[Stored data entries]
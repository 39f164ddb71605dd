//! Append-only system log. Every state change writes one row here; the
//! alerting evaluator and the email-retry flow read it back.

use async_trait::async_trait;
use chrono::{DateTime, Utc};
use sqlx::PgPool;
use tracing::warn;
use uuid::Uuid;

use crate::errors::AppError;
use crate::models::audit::{LogEntry, SystemLogRow};

pub mod actions {
    pub const EXPORT_REQUESTED: &str = "export.requested";
    pub const EXPORT_READY: &str = "export.ready";
    pub const EXPORT_FAILED: &str = "export.failed";
    pub const EXPORT_EXHAUSTED: &str = "export.job.exhausted";
    pub const EXPORT_EXPIRED: &str = "export.expired";
    pub const PDF_RENDER_SUCCEEDED: &str = "pdf.render.succeeded";
    pub const PDF_RENDER_FAILED: &str = "pdf.render.failed";
    pub const EMAIL_SENT: &str = "export.email.sent";
    pub const EMAIL_FAILED: &str = "export.email.failed";
    /// Email never handed to the mailer (quota reached, enqueue failed).
    pub const EMAIL_DEFERRED: &str = "export.email.deferred";
    pub const EMAIL_RETRIED: &str = "export.email.retried";
    pub const BULK_APPLY_QUEUED: &str = "export.bulk_apply.queued";
    pub const WEBHOOK_PROCESSED: &str = "billing.webhook.processed";
    pub const WEBHOOK_FAILED: &str = "billing.webhook.failed";
    pub const WEBHOOK_REPLAYED: &str = "billing.webhook.replayed";
}

#[async_trait]
pub trait SystemLog: Send + Sync {
    async fn record(&self, entry: LogEntry) -> Result<SystemLogRow, AppError>;

    async fn find(&self, id: Uuid) -> Result<Option<SystemLogRow>, AppError>;

    /// Counts rows for `action` in `[start, end)`, optionally for one user.
    async fn count_between(
        &self,
        action: &str,
        user_id: Option<Uuid>,
        start: DateTime<Utc>,
        end: DateTime<Utc>,
    ) -> Result<i64, AppError>;

    async fn latest(&self, action: &str) -> Result<Option<SystemLogRow>, AppError>;
}

/// Records an entry without letting a log failure abort the caller.
pub async fn emit(log: &dyn SystemLog, entry: LogEntry) {
    let action = entry.action.clone();
    if let Err(e) = log.record(entry).await {
        warn!(action = %action, error = %e, "Failed to write system log entry");
    }
}

pub struct PgSystemLog {
    pool: PgPool,
}

impl PgSystemLog {
    pub fn new(pool: PgPool) -> Self {
        Self { pool }
    }
}

#[async_trait]
impl SystemLog for PgSystemLog {
    async fn record(&self, entry: LogEntry) -> Result<SystemLogRow, AppError> {
        Ok(sqlx::query_as::<_, SystemLogRow>(
            r#"
            INSERT INTO system_logs (id, action, user_id, metadata)
            VALUES ($1, $2, $3, $4)
            RETURNING *
            "#,
        )
        .bind(Uuid::new_v4())
        .bind(&entry.action)
        .bind(entry.user_id)
        .bind(&entry.metadata)
        .fetch_one(&self.pool)
        .await?)
    }

    async fn find(&self, id: Uuid) -> Result<Option<SystemLogRow>, AppError> {
        Ok(
            sqlx::query_as::<_, SystemLogRow>("SELECT * FROM system_logs WHERE id = $1")
                .bind(id)
                .fetch_optional(&self.pool)
                .await?,
        )
    }

    async fn count_between(
        &self,
        action: &str,
        user_id: Option<Uuid>,
        start: DateTime<Utc>,
        end: DateTime<Utc>,
    ) -> Result<i64, AppError> {
        Ok(sqlx::query_scalar(
            r#"
            SELECT COUNT(*) FROM system_logs
            WHERE action = $1
              AND ($2::uuid IS NULL OR user_id = $2)
              AND created_at >= $3 AND created_at < $4
            "#,
        )
        .bind(action)
        .bind(user_id)
        .bind(start)
        .bind(end)
        .fetch_one(&self.pool)
        .await?)
    }

    async fn latest(&self, action: &str) -> Result<Option<SystemLogRow>, AppError> {
        Ok(sqlx::query_as::<_, SystemLogRow>(
            "SELECT * FROM system_logs WHERE action = $1 ORDER BY created_at DESC LIMIT 1",
        )
        .bind(action)
        .fetch_optional(&self.pool)
        .await?)
    }
}
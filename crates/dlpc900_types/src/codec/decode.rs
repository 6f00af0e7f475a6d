//! Shared ERLE/RLE decoder.
//!
//! Works against a target resolution; both formats share the same control
//! byte grammar, and a plain RLE stream's single `0x00` terminator is just
//! the degenerate case of the "last byte is zero" end condition this
//! decoder already checks for on every iteration.

use super::error::CodecError;
use super::length::bytes_to_len_long;
use super::planes::CombinedFrame;

fn byte_at(data: &[u8], idx: usize, expected_rows: usize, produced_rows: usize) -> Result<u8, CodecError> {
	data.get(idx).copied().ok_or(CodecError::Truncated {
		produced: produced_rows,
		expected: expected_rows,
	})
}

/// Decodes an ERLE or RLE byte stream into a [`CombinedFrame`] of the given
/// resolution.
///
/// # Errors
///
/// Returns [`CodecError::Truncated`] if the stream ends before `height` rows
/// have been produced, or [`CodecError::MissingTerminator`] if the final
/// byte of the stream is present but nonzero.
pub fn decode(data: &[u8], width: usize, height: usize) -> Result<CombinedFrame, CodecError> {
	let mut rows: Vec<Vec<[u8; 3]>> = Vec::with_capacity(height);
	let mut current = vec![[0u8; 3]; width];
	let mut line_pos = 0usize;
	let mut ii = 0usize;

	while ii < data.len() {
		if line_pos == width {
			rows.push(current);
			current = vec![[0u8; 3]; width];
			line_pos = 0;
		}

		if ii == data.len() - 1 {
			if byte_at(data, ii, height, rows.len())? == 0 {
				break;
			}
			return Err(CodecError::MissingTerminator);
		}

		let b0 = byte_at(data, ii, height, rows.len())?;

		if b0 == 0 {
			let b1 = byte_at(data, ii + 1, height, rows.len())?;
			if b1 == 0 {
				ii += 1;
				continue;
			} else if b1 == 1 {
				let b2 = byte_at(data, ii + 2, height, rows.len())?;
				let (n, consumed) = if b2 < 128 {
					(usize::from(b2), 3)
				} else {
					let b3 = byte_at(data, ii + 3, height, rows.len())?;
					(bytes_to_len_long(b2, b3) as usize, 4)
				};
				ii += consumed;

				if n > 0 {
					let prev = rows.last().ok_or(CodecError::Truncated {
						produced: rows.len(),
						expected: height,
					})?;
					if line_pos + n > width {
						return Err(CodecError::Truncated {
							produced: rows.len(),
							expected: height,
						});
					}
					current[line_pos..line_pos + n].copy_from_slice(&prev[line_pos..line_pos + n]);
					line_pos += n;
				}
			} else {
				let (n, mut consumed) = if b1 < 128 {
					(usize::from(b1), 2usize)
				} else {
					let b2 = byte_at(data, ii + 2, height, rows.len())?;
					(bytes_to_len_long(b1, b2) as usize, 3)
				};
				if line_pos + n > width {
					return Err(CodecError::Truncated {
						produced: rows.len(),
						expected: height,
					});
				}
				for jj in 0..n {
					let base = ii + consumed + 3 * jj;
					let r = byte_at(data, base, height, rows.len())?;
					let g = byte_at(data, base + 1, height, rows.len())?;
					let b = byte_at(data, base + 2, height, rows.len())?;
					current[line_pos + jj] = [r, g, b];
				}
				consumed += 3 * n;
				ii += consumed;
				line_pos += n;
			}
			continue;
		}

		let (block_len, consumed) = if b0 < 128 {
			(usize::from(b0), 1usize)
		} else {
			let b1 = byte_at(data, ii + 1, height, rows.len())?;
			(bytes_to_len_long(b0, b1) as usize, 2)
		};
		let r = byte_at(data, ii + consumed, height, rows.len())?;
		let g = byte_at(data, ii + consumed + 1, height, rows.len())?;
		let b = byte_at(data, ii + consumed + 2, height, rows.len())?;

		if line_pos + block_len > width {
			return Err(CodecError::Truncated {
				produced: rows.len(),
				expected: height,
			});
		}
		for px in current.iter_mut().skip(line_pos).take(block_len) {
			*px = [r, g, b];
		}
		line_pos += block_len;
		ii += consumed + 3;
	}

	if rows.len() != height {
		return Err(CodecError::Truncated {
			produced: rows.len(),
			expected: height,
		});
	}

	let mut rgb = Vec::with_capacity(width * height * 3);
	for row in &rows {
		for px in row {
			rgb.extend_from_slice(px);
		}
	}
	CombinedFrame::from_rgb_interleaved(width, height, &rgb)
}

#[cfg(test)]
mod tests {
	use super::*;
	use crate::codec::erle::encode_erle;
	use crate::codec::rle::encode_rle;

	fn checker_frame(width: usize, height: usize) -> CombinedFrame {
		let mut rgb = Vec::with_capacity(width * height * 3);
		for row in 0..height {
			for col in 0..width {
				let v = if (row + col) % 2 == 0 { 0xAB } else { 0x03 };
				rgb.extend_from_slice(&[v, v.wrapping_add(1), v.wrapping_add(2)]);
			}
		}
		CombinedFrame::from_rgb_interleaved(width, height, &rgb).unwrap()
	}

	#[test]
	fn erle_round_trip() {
		let frame = checker_frame(37, 13);
		let encoded = encode_erle(&frame).unwrap();
		let decoded = decode(encoded.as_bytes(), 37, 13).unwrap();
		assert_eq!(decoded, frame);
	}

	#[test]
	fn rle_round_trip() {
		let frame = checker_frame(37, 13);
		let encoded = encode_rle(&frame).unwrap();
		let decoded = decode(encoded.as_bytes(), 37, 13).unwrap();
		assert_eq!(decoded, frame);
	}

	#[test]
	fn repeated_row_round_trips() {
		let mut rgb = vec![0u8; 200 * 2 * 3];
		for px in rgb.chunks_mut(3) {
			px.copy_from_slice(&[1, 2, 3]);
		}
		let frame = CombinedFrame::from_rgb_interleaved(200, 2, &rgb).unwrap();
		let encoded = encode_erle(&frame).unwrap();
		let decoded = decode(encoded.as_bytes(), 200, 2).unwrap();
		assert_eq!(decoded, frame);
	}

	#[test]
	fn truncated_stream_errors() {
		let frame = checker_frame(8, 4);
		let encoded = encode_erle(&frame).unwrap();
		let bytes = encoded.as_bytes();
		let truncated = &bytes[..bytes.len() / 2];
		assert!(matches!(
			decode(truncated, 8, 4),
			Err(CodecError::Truncated { .. })
		));
	}

	#[test]
	fn missing_terminator_errors() {
		// A single nonzero byte never resolves to a complete row.
		assert!(matches!(decode(&[5], 1, 1), Err(CodecError::Truncated { .. })));
	}
}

▸ PROBLEM STATEMENT:
Please copy each line of the records above in which the word "prev" can be found.

▸ ANSWER TO THE PROBLEM:
					let prev = rows.last().ok_or(CodecError::Truncated {
					current[line_pos..line_pos + n].copy_from_slice(&prev[line_pos..line_pos + n]);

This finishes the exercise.